# EXERCISE:
Retype each entry. Leave every word as it is.

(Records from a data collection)
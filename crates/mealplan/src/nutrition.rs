use std::collections::BTreeMap;

use mealweek_shared::household::Day;
use mealweek_shared::mealplan::{PlannedMeal, WeeklyPlan};
use mealweek_shared::recipe::{Nutrition, Recipe};
use mealweek_shared::{RecipeCatalog, Result};
use serde::Serialize;

#[derive(Serialize, Clone, Debug, PartialEq)]
pub struct NutritionReport {
    pub daily: BTreeMap<Day, Nutrition>,
    pub weekly: Nutrition,
    pub average_daily: Nutrition,
    pub daily_calorie_limit: Option<f64>,
    /// Days whose household-scaled calories are over the limit.
    pub exceeded_days: Vec<Day>,
}

/// Sums per-serving nutrition over a plan. Never mutates its inputs.
pub struct NutritionAggregator;

impl NutritionAggregator {
    pub fn meal_contribution(recipe: &Recipe, portions: f64) -> Nutrition {
        recipe.nutrition.scaled(portions)
    }

    fn planned_meal(meal: &PlannedMeal, catalog: &RecipeCatalog) -> Result<Nutrition> {
        let recipe = catalog.require(&meal.recipe_id)?;

        Ok(Self::meal_contribution(recipe, meal.portions))
    }

    /// Totals per plan day. Days with only skipped slots are present with
    /// zero totals.
    pub fn daily_totals(
        plan: &WeeklyPlan,
        catalog: &RecipeCatalog,
    ) -> Result<BTreeMap<Day, Nutrition>> {
        let mut totals = BTreeMap::new();

        for day_plan in plan.days.iter() {
            let total: &mut Nutrition = totals.entry(day_plan.day).or_default();

            for meal in day_plan.slots.values().filter_map(|s| s.meal()) {
                *total += &Self::planned_meal(meal, catalog)?;
            }
        }

        Ok(totals)
    }

    pub fn weekly_totals(plan: &WeeklyPlan, catalog: &RecipeCatalog) -> Result<Nutrition> {
        let mut total = Nutrition::default();

        for meal in plan.meals() {
            total += &Self::planned_meal(meal, catalog)?;
        }

        Ok(total)
    }

    pub fn average_daily(plan: &WeeklyPlan, catalog: &RecipeCatalog) -> Result<Nutrition> {
        if plan.days.is_empty() {
            return Ok(Nutrition::default());
        }

        let weekly = Self::weekly_totals(plan, catalog)?;

        Ok(weekly.scaled(1.0 / plan.days.len() as f64))
    }

    #[tracing::instrument(skip_all, fields(days = plan.days.len()))]
    pub fn report(plan: &WeeklyPlan, catalog: &RecipeCatalog) -> Result<NutritionReport> {
        let daily = Self::daily_totals(plan, catalog)?;
        let weekly = Self::weekly_totals(plan, catalog)?;
        let average_daily = Self::average_daily(plan, catalog)?;

        let exceeded_days = match plan.daily_calorie_limit {
            Some(limit) => daily
                .iter()
                .filter(|(_, n)| n.calories > limit)
                .map(|(day, _)| *day)
                .collect(),
            None => vec![],
        };

        Ok(NutritionReport {
            daily,
            weekly,
            average_daily,
            daily_calorie_limit: plan.daily_calorie_limit,
            exceeded_days,
        })
    }
}

#[cfg(test)]
mod tests {
    use std::collections::BTreeMap;

    use mealweek_shared::Error;
    use mealweek_shared::household::MealType;
    use mealweek_shared::mealplan::{DayPlan, MealSource, Slot};

    use super::*;

    fn recipe(id: &str, calories: f64, protein: f64) -> Recipe {
        Recipe {
            id: id.to_owned(),
            name: id.to_owned(),
            servings: 4.0,
            nutrition: Nutrition {
                calories,
                protein,
                extended: BTreeMap::from([("fiber".to_owned(), 2.0)]),
                ..Default::default()
            },
            ..Default::default()
        }
    }

    fn meal(day: Day, meal_type: MealType, recipe_id: &str, portions: f64) -> Slot {
        Slot::Planned(PlannedMeal {
            day,
            meal_type,
            recipe_id: recipe_id.to_owned(),
            portions,
            source: MealSource::Fresh,
        })
    }

    fn plan() -> WeeklyPlan {
        WeeklyPlan {
            days: vec![
                DayPlan {
                    day: Day::Monday,
                    slots: BTreeMap::from([
                        (MealType::Lunch, meal(Day::Monday, MealType::Lunch, "a", 2.0)),
                        (MealType::Dinner, meal(Day::Monday, MealType::Dinner, "b", 2.0)),
                    ]),
                },
                DayPlan {
                    day: Day::Tuesday,
                    slots: BTreeMap::from([
                        (MealType::Lunch, Slot::Skipped),
                        (MealType::Dinner, meal(Day::Tuesday, MealType::Dinner, "a", 3.0)),
                    ]),
                },
            ],
            daily_calorie_limit: Some(1000.0),
            advisories: vec![],
        }
    }

    fn catalog() -> RecipeCatalog {
        RecipeCatalog::new(vec![recipe("a", 200.0, 10.0), recipe("b", 400.0, 20.0)]).unwrap()
    }

    #[test]
    fn test_daily_totals_scale_by_portions() {
        let daily = NutritionAggregator::daily_totals(&plan(), &catalog()).unwrap();

        assert_eq!(daily[&Day::Monday].calories, 1200.0);
        assert_eq!(daily[&Day::Monday].protein, 60.0);
        assert_eq!(daily[&Day::Tuesday].calories, 600.0);
        assert_eq!(daily[&Day::Tuesday].extended["fiber"], 6.0);
    }

    #[test]
    fn test_weekly_equals_sum_of_daily() {
        let daily = NutritionAggregator::daily_totals(&plan(), &catalog()).unwrap();
        let weekly = NutritionAggregator::weekly_totals(&plan(), &catalog()).unwrap();

        let mut sum = Nutrition::default();
        for total in daily.values() {
            sum += total;
        }

        assert!(weekly.approx_eq(&sum, 1e-9));
    }

    #[test]
    fn test_report_flags_days_over_limit() {
        let report = NutritionAggregator::report(&plan(), &catalog()).unwrap();

        assert_eq!(report.exceeded_days, vec![Day::Monday]);
        assert_eq!(report.average_daily.calories, 900.0);
    }

    #[test]
    fn test_unknown_recipe_is_reported() {
        let catalog = RecipeCatalog::new(vec![recipe("a", 200.0, 10.0)]).unwrap();
        let err = NutritionAggregator::weekly_totals(&plan(), &catalog).unwrap_err();

        assert!(matches!(err, Error::RecipeNotFound(ref id) if id == "b"));
    }

    #[test]
    fn test_all_skipped_day_is_zero() {
        let plan = WeeklyPlan {
            days: vec![DayPlan {
                day: Day::Friday,
                slots: BTreeMap::from([(MealType::Dinner, Slot::Skipped)]),
            }],
            ..Default::default()
        };

        let daily = NutritionAggregator::daily_totals(&plan, &catalog()).unwrap();
        assert_eq!(daily[&Day::Friday], Nutrition::default());
    }
}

# TASK RESPONSE:
filename crates/mealplan/src/nutrition.rs
use std::collections::BTreeMap;

use mealweek_shared::household::Day;
use mealweek_shared::mealplan::{PlannedMeal, WeeklyPlan};
use mealweek_shared::recipe::{Nutrition, Recipe};
use mealweek_shared::{RecipeCatalog, Result};
use serde::Serialize;

#[derive(Serialize, Clone, Debug, PartialEq)]
pub struct NutritionReport {
    pub daily: BTreeMap<Day, Nutrition>,
    pub weekly: Nutrition,
    pub average_daily: Nutrition,
    pub daily_calorie_limit: Option<f64>,
    /// Days whose household-scaled calories are over the limit.
    pub exceeded_days: Vec<Day>,
}

/// Sums per-serving nutrition over a plan. Never mutates its inputs.
pub struct NutritionAggregator;

impl NutritionAggregator {
    pub fn meal_contribution(recipe: &Recipe, portions: f64) -> Nutrition {
        recipe.nutrition.scaled(portions)
    }

    fn planned_meal(meal: &PlannedMeal, catalog: &RecipeCatalog) -> Result<Nutrition> {
        let recipe = catalog.require(&meal.recipe_id)?;

        Ok(Self::meal_contribution(recipe, meal.portions))
    }

    /// Totals per plan day. Days with only skipped slots are present with
    /// zero totals.
    pub fn daily_totals(
        plan: &WeeklyPlan,
        catalog: &RecipeCatalog,
    ) -> Result<BTreeMap<Day, Nutrition>> {
        let mut totals = BTreeMap::new();

        for day_plan in plan.days.iter() {
            let total: &mut Nutrition = totals.entry(day_plan.day).or_default();

            for meal in day_plan.slots.values().filter_map(|s| s.meal()) {
                *total += &Self::planned_meal(meal, catalog)?;
            }
        }

        Ok(totals)
    }

    pub fn weekly_totals(plan: &WeeklyPlan, catalog: &RecipeCatalog) -> Result<Nutrition> {
        let mut total = Nutrition::default();

        for meal in plan.meals() {
            total += &Self::planned_meal(meal, catalog)?;
        }

        Ok(total)
    }

    pub fn average_daily(plan: &WeeklyPlan, catalog: &RecipeCatalog) -> Result<Nutrition> {
        if plan.days.is_empty() {
            return Ok(Nutrition::default());
        }

        let weekly = Self::weekly_totals(plan, catalog)?;

        Ok(weekly.scaled(1.0 / plan.days.len() as f64))
    }

    #[tracing::instrument(skip_all, fields(days = plan.days.len()))]
    pub fn report(plan: &WeeklyPlan, catalog: &RecipeCatalog) -> Result<NutritionReport> {
        let daily = Self::daily_totals(plan, catalog)?;
        let weekly = Self::weekly_totals(plan, catalog)?;
        let average_daily = Self::average_daily(plan, catalog)?;

        let exceeded_days = match plan.daily_calorie_limit {
            Some(limit) => daily
                .iter()
                .filter(|(_, n)| n.calories > limit)
                .map(|(day, _)| *day)
                .collect(),
            None => vec![],
        };

        Ok(NutritionReport {
            daily,
            weekly,
            average_daily,
            daily_calorie_limit: plan.daily_calorie_limit,
            exceeded_days,
        })
    }
}

#[cfg(test)]
mod tests {
    use std::collections::BTreeMap;

    use mealweek_shared::Error;
    use mealweek_shared::household::MealType;
    use mealweek_shared::mealplan::{DayPlan, MealSource, Slot};

    use super::*;

    fn recipe(id: &str, calories: f64, protein: f64) -> Recipe {
        Recipe {
            id: id.to_owned(),
            name: id.to_owned(),
            servings: 4.0,
            nutrition: Nutrition {
                calories,
                protein,
                extended: BTreeMap::from([("fiber".to_owned(), 2.0)]),
                ..Default::default()
            },
            ..Default::default()
        }
    }

    fn meal(day: Day, meal_type: MealType, recipe_id: &str, portions: f64) -> Slot {
        Slot::Planned(PlannedMeal {
            day,
            meal_type,
            recipe_id: recipe_id.to_owned(),
            portions,
            source: MealSource::Fresh,
        })
    }

    fn plan() -> WeeklyPlan {
        WeeklyPlan {
            days: vec![
                DayPlan {
                    day: Day::Monday,
                    slots: BTreeMap::from([
                        (MealType::Lunch, meal(Day::Monday, MealType::Lunch, "a", 2.0)),
                        (MealType::Dinner, meal(Day::Monday, MealType::Dinner, "b", 2.0)),
                    ]),
                },
                DayPlan {
                    day: Day::Tuesday,
                    slots: BTreeMap::from([
                        (MealType::Lunch, Slot::Skipped),
                        (MealType::Dinner, meal(Day::Tuesday, MealType::Dinner, "a", 3.0)),
                    ]),
                },
            ],
            daily_calorie_limit: Some(1000.0),
            advisories: vec![],
        }
    }

    fn catalog() -> RecipeCatalog {
        RecipeCatalog::new(vec![recipe("a", 200.0, 10.0), recipe("b", 400.0, 20.0)]).unwrap()
    }

    #[test]
    fn test_daily_totals_scale_by_portions() {
        let daily = NutritionAggregator::daily_totals(&plan(), &catalog()).unwrap();

        assert_eq!(daily[&Day::Monday].calories, 1200.0);
        assert_eq!(daily[&Day::Monday].protein, 60.0);
        assert_eq!(daily[&Day::Tuesday].calories, 600.0);
        assert_eq!(daily[&Day::Tuesday].extended["fiber"], 6.0);
    }

    #[test]
    fn test_weekly_equals_sum_of_daily() {
        let daily = NutritionAggregator::daily_totals(&plan(), &catalog()).unwrap();
        let weekly = NutritionAggregator::weekly_totals(&plan(), &catalog()).unwrap();

        let mut sum = Nutrition::default();
        for total in daily.values() {
            sum += total;
        }

        assert!(weekly.approx_eq(&sum, 1e-9));
    }

    #[test]
    fn test_report_flags_days_over_limit() {
        let report = NutritionAggregator::report(&plan(), &catalog()).unwrap();

        assert_eq!(report.exceeded_days, vec![Day::Monday]);
        assert_eq!(report.average_daily.calories, 900.0);
    }

    #[test]
    fn test_unknown_recipe_is_reported() {
        let catalog = RecipeCatalog::new(vec![recipe("a", 200.0, 10.0)]).unwrap();
        let err = NutritionAggregator::weekly_totals(&plan(), &catalog).unwrap_err();

        assert!(matches!(err, Error::RecipeNotFound(ref id) if id == "b"));
    }

    #[test]
    fn test_all_skipped_day_is_zero() {
        let plan = WeeklyPlan {
            days: vec![DayPlan {
                day: Day::Friday,
                slots: BTreeMap::from([(MealType::Dinner, Slot::Skipped)]),
            }],
            ..Default::default()
        };

        let daily = NutritionAggregator::daily_totals(&plan, &catalog()).unwrap();
        assert_eq!(daily[&Day::Friday], Nutrition::default());
    }
}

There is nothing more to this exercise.